Reprinted in Fantasia Mathematica.
"I read this story when it first came out -- more than a half century ago -- and recalled it in a conversation today, leading me to this web site and an opportunity to vote. Clearly, it was memorable!"
"It has been many years since the one and only time I read "Subway". I can't recall any particular details of the story, except the main plot. That is why I only gave it a "3" on your scale. I do remember that when I read it as a young teen (I'm now in my mid 40s) I thought it was a very good story, and it introduced me to the unusual world of topology. Whenever I see an M.C. Escher print, I am reminded of this story. I'd like to re-read it from an adult point of view, if I could find it again."
Patrick T. Ayers|
I read this story once accidentally (I don't recall how I found it) and was intrigued by it greatly.
Suspend belief and ignore the mathematical flubs and it is an interesting science fiction story, about as good as most in this typically mediocre genre.
Read this story a long ago, but just the fact I still remember it means that it really can leave an impression.. Math is not at all accurate, but the idea is intriguing enough to let you think about it a while, which is what counts.
This is a good story that makes crucial and proper use of math in a way that does not require much expertise from the reader.
I've read this [story] in the 70's, when I was a boy, and I loved it.
Although the story stays vague on how a subway network, even if grown extremely complex, could trigger multidimensional behaviours, the atmosphere you breath while reading the novel is very intriguing and fascinating. It led me to learn some topology, and I was amazed.
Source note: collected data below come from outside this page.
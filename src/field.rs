//! Field descriptors and the placement tag parser.
//!
//! Placement tags use comma-separated `key=value` pairs:
//! ```text
//! record=1,start=2,end=6,literal=LOREM
//! start=0,end=7,time=%m%d%Y
//! ```
//!
//! - `record` - 1-based sub-record (line) index, default 1, at most
//!   `MAX_RECORDS`
//! - `start` - 0-based inclusive byte offset, required
//! - `end` - 0-based inclusive byte offset, defaults to `start`, below
//!   `MAX_LINE_WIDTH`
//! - `literal` - fixed text always read and written for the field
//! - `time` - chrono strftime pattern for timestamp fields

use std::ops::RangeInclusive;

use chrono::format::{Item, StrftimeItems};

use crate::coerce::FieldValue;
use crate::error::{FixedWidthError, Result};

/// Longest line a layout may describe, in bytes.
pub const MAX_LINE_WIDTH: usize = 1 << 20;

/// Highest sub-record index a layout may use.
pub const MAX_RECORDS: usize = 1024;

/// How a field's text is converted to and from a typed value.
///
/// Resolved once from the declared Rust type when the layout is built.
#[derive(Debug, Clone, Copy, PartialEq, Eq)]
pub enum ValueKind {
    Text,
    Integer,
    Unsigned,
    Float,
    Boolean,
    Timestamp,
    /// Types implementing `Scan` and `Symbol`.
    Custom,
}

/// A declared field: its name, raw placement tag and value kind.
#[derive(Debug, Clone, PartialEq)]
pub struct FieldSpec {
    pub name: String,
    pub tag: String,
    pub kind: ValueKind,
    pub optional: bool,
}

impl FieldSpec {
    /// Declare a field whose kind comes from its Rust type.
    pub fn of<V: FieldValue>(name: &str, tag: &str) -> Self {
        Self {
            name: name.to_string(),
            tag: tag.to_string(),
            kind: V::KIND,
            optional: V::OPTIONAL,
        }
    }

    /// Declare a plain text field (used by runtime schemas).
    pub fn text(name: &str, tag: &str) -> Self {
        Self::of::<String>(name, tag)
    }
}

/// Placement of one field within a layout.
#[derive(Debug, Clone, PartialEq)]
pub struct Field {
    pub name: String,
    /// 1-based sub-record index.
    pub record: usize,
    /// Inclusive start byte offset.
    pub start: usize,
    /// Inclusive end byte offset, never less than `start`.
    pub end: usize,
    pub literal: Option<String>,
    pub time_format: Option<String>,
    pub kind: ValueKind,
    pub optional: bool,
}

impl Field {
    /// Parse a declared field's placement tag, applying defaults.
    pub fn parse(spec: &FieldSpec) -> Result<Self> {
        let name = spec.name.as_str();
        let mut record = None;
        let mut start = None;
        let mut end = None;
        let mut literal = None;
        let mut time_format = None;

        for pair in spec.tag.split(',') {
            let pair = pair.trim();
            if pair.is_empty() {
                continue;
            }

            let Some((key, value)) = pair.split_once('=') else {
                return Err(FixedWidthError::layout(
                    name,
                    format!("expected key=value, found '{pair}'"),
                ));
            };
            let value = value.trim();

            match key.trim().to_ascii_lowercase().as_str() {
                "record" => record = Some(parse_offset(name, "record", value)?),
                "start" => start = Some(parse_offset(name, "start", value)?),
                "end" => end = Some(parse_offset(name, "end", value)?),
                "literal" => literal = Some(value.to_string()).filter(|s| !s.is_empty()),
                "time" => time_format = Some(parse_time_format(name, value)?),
                other => {
                    return Err(FixedWidthError::layout(
                        name,
                        format!("unknown placement key '{other}'"),
                    ));
                }
            }
        }

        let start = start.ok_or_else(|| FixedWidthError::layout(name, "missing start offset"))?;
        // Record is optional when the type has a single sub-record.
        let record = record.filter(|&r| r > 0).unwrap_or(1);
        // End is optional for 1-byte fields.
        let end = end.filter(|&e| e >= start).unwrap_or(start);

        if record > MAX_RECORDS {
            return Err(FixedWidthError::layout(
                name,
                format!("record {record} exceeds the limit of {MAX_RECORDS} sub-records"),
            ));
        }
        if end >= MAX_LINE_WIDTH {
            return Err(FixedWidthError::layout(
                name,
                format!("offset {end} exceeds the {MAX_LINE_WIDTH}-byte line limit"),
            ));
        }

        Ok(Self {
            name: spec.name.clone(),
            record,
            start,
            end,
            literal,
            time_format,
            kind: spec.kind,
            optional: spec.optional,
        })
    }

    /// Number of bytes the field occupies.
    pub fn width(&self) -> usize {
        self.end - self.start + 1
    }

    /// Byte range of the field within its line.
    pub fn range(&self) -> RangeInclusive<usize> {
        self.start..=self.end
    }
}

fn parse_offset(field: &str, key: &str, value: &str) -> Result<usize> {
    value.parse().map_err(|_| {
        FixedWidthError::layout(field, format!("invalid {key} offset '{value}'"))
    })
}

fn parse_time_format(field: &str, value: &str) -> Result<String> {
    if value.is_empty() {
        return Err(FixedWidthError::layout(field, "empty time format"));
    }
    if StrftimeItems::new(value).any(|item| matches!(item, Item::Error)) {
        return Err(FixedWidthError::layout(
            field,
            format!("invalid time format '{value}'"),
        ));
    }
    Ok(value.to_string())
}

#[cfg(test)]
mod tests {
    use super::*;

    fn parse(tag: &str) -> Result<Field> {
        Field::parse(&FieldSpec::text("Foo", tag))
    }

    #[test]
    fn test_parse_full_tag() {
        let field = parse("record=2,start=2,end=6,literal=LOREM").unwrap();
        assert_eq!(field.record, 2);
        assert_eq!(field.start, 2);
        assert_eq!(field.end, 6);
        assert_eq!(field.width(), 5);
        assert_eq!(field.literal.as_deref(), Some("LOREM"));
        assert_eq!(field.kind, ValueKind::Text);
        assert!(!field.optional);
    }

    #[test]
    fn test_parse_defaults() {
        let field = parse("start=7").unwrap();
        assert_eq!(field.record, 1);
        assert_eq!(field.end, 7);
        assert_eq!(field.width(), 1);
        assert_eq!(field.literal, None);
        assert_eq!(field.time_format, None);
    }

    #[test]
    fn test_record_zero_means_first() {
        assert_eq!(parse("record=0,start=1").unwrap().record, 1);
    }

    #[test]
    fn test_end_before_start_normalized() {
        let field = parse("start=5,end=2").unwrap();
        assert_eq!(field.range(), 5..=5);
    }

    #[test]
    fn test_keys_case_insensitive_and_spaced() {
        let field = parse(" Record = 3 , START=4, End=9 ").unwrap();
        assert_eq!((field.record, field.start, field.end), (3, 4, 9));
    }

    #[test]
    fn test_empty_literal_is_none() {
        assert_eq!(parse("start=0,literal=").unwrap().literal, None);
    }

    #[test]
    fn test_time_format() {
        let field = parse("start=0,end=7,time=%m%d%Y").unwrap();
        assert_eq!(field.time_format.as_deref(), Some("%m%d%Y"));
    }

    #[test]
    fn test_missing_start_is_error() {
        let err = parse("record=1,end=4").unwrap_err();
        assert!(matches!(err, FixedWidthError::Layout { ref field, .. } if field == "Foo"));
        assert!(err.to_string().contains("missing start"));
    }

    #[test]
    fn test_non_numeric_offset_is_error() {
        let err = parse("start=abc").unwrap_err();
        assert!(err.to_string().contains("invalid start offset 'abc'"));
        assert!(parse("start=-1").is_err());
    }

    #[test]
    fn test_offsets_beyond_line_limit_are_errors() {
        let err = parse("start=18446744073709551615").unwrap_err();
        assert!(matches!(err, FixedWidthError::Layout { .. }));
        assert!(err.to_string().contains("line limit"));
        assert!(parse("start=0,end=18446744073709551615").is_err());
        assert!(parse(&format!("start={MAX_LINE_WIDTH}")).is_err());

        let field = parse(&format!("start={}", MAX_LINE_WIDTH - 1)).unwrap();
        assert_eq!(field.end + 1, MAX_LINE_WIDTH);
    }

    #[test]
    fn test_record_beyond_limit_is_error() {
        let err = parse("record=18446744073709551615,start=0").unwrap_err();
        assert!(err.to_string().contains("sub-records"));
        assert_eq!(parse(&format!("record={MAX_RECORDS},start=0")).unwrap().record, MAX_RECORDS);
    }

    #[test]
    fn test_unknown_key_is_error() {
        let err = parse("start=0,width=3").unwrap_err();
        assert!(err.to_string().contains("unknown placement key 'width'"));
    }

    #[test]
    fn test_bare_word_is_error() {
        assert!(parse("start=0,optional").is_err());
    }

    #[test]
    fn test_invalid_time_format_is_error() {
        let err = parse("start=0,time=%Y%m%").unwrap_err();
        assert!(err.to_string().contains("invalid time format"));
    }

    #[test]
    fn test_field_spec_kind_from_type() {
        let spec = FieldSpec::of::<Option<u32>>("Count", "start=0,end=3");
        assert_eq!(spec.kind, ValueKind::Unsigned);
        assert!(spec.optional);
        let field = Field::parse(&spec).unwrap();
        assert!(field.optional);
        assert_eq!(field.kind, ValueKind::Unsigned);
    }
}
I keep re-discovering this story in anthologies every 15 or 20 years. I love it! My very first exposure to it, though, was actually as a story in one of the Marvel Comic anthologies in the 60's. I was delighted the first time I discovered the original story.
The math may not be accurate, but the story couldn't exist without the math in question, so I gave it a 4 on that. 5 for literary quality-- I read it in an old anthology I found at a yard sale and loved it.
Read this as a kid and loved it at the time. Opens a child's mind to many possibilities. Would like to read it again and see how I relate to it these many years later.
I read this soon after it was published in the 50's, and I've just got back from the 4th dimension.
I probably still have the original magazine in the attic. Since I am arithmetically challenged I have no right to judge its accuracy, but it certainly was memorable--for more than fifty years. And it can be found in various anthologies. As for that lofty smart aleck who finds the s-f field mediocre, he should really get to know it better--Asimov, Clarke, le Guin, Ellison, Sturgeon, Russ, Delaney, Dick, Heinlein, etc etc etc? Come on, wise guy!
Jim "Suldog" Sullivan|
My Father owned some collections of science fiction, published in the 1950's, and I devoured them when I was a child in the 1960's. Being from Dorchester (a neighborhood of Boston mentioned prominently in the story), and also a frequent rider of the MBTA, I was particularly intrigued by this. I have re-read it perhaps 10 or 12 times since the initial reading. I am not well-versed enough in mathematics to pass serious judgement on that aspect of the tale, but it DID introduce me to topology and I've found what little study I've made of it fascinating, so I've always been thankful to the author for that!
Very much my favourite sci-fi short story ever.
I did a science fair project on Mobius strips back in 1957. More recently, I began wondering about multi-sided Mobius strips. The only conjecture (no proof) I have is that the first partial turn always reduces n sides to one. I got up to ten sides and saw some patterns begin to appear with each partial turn, but I haven't carried it any further. I would surmise that the problem has been investigated by minds more skilled in these matters than mine!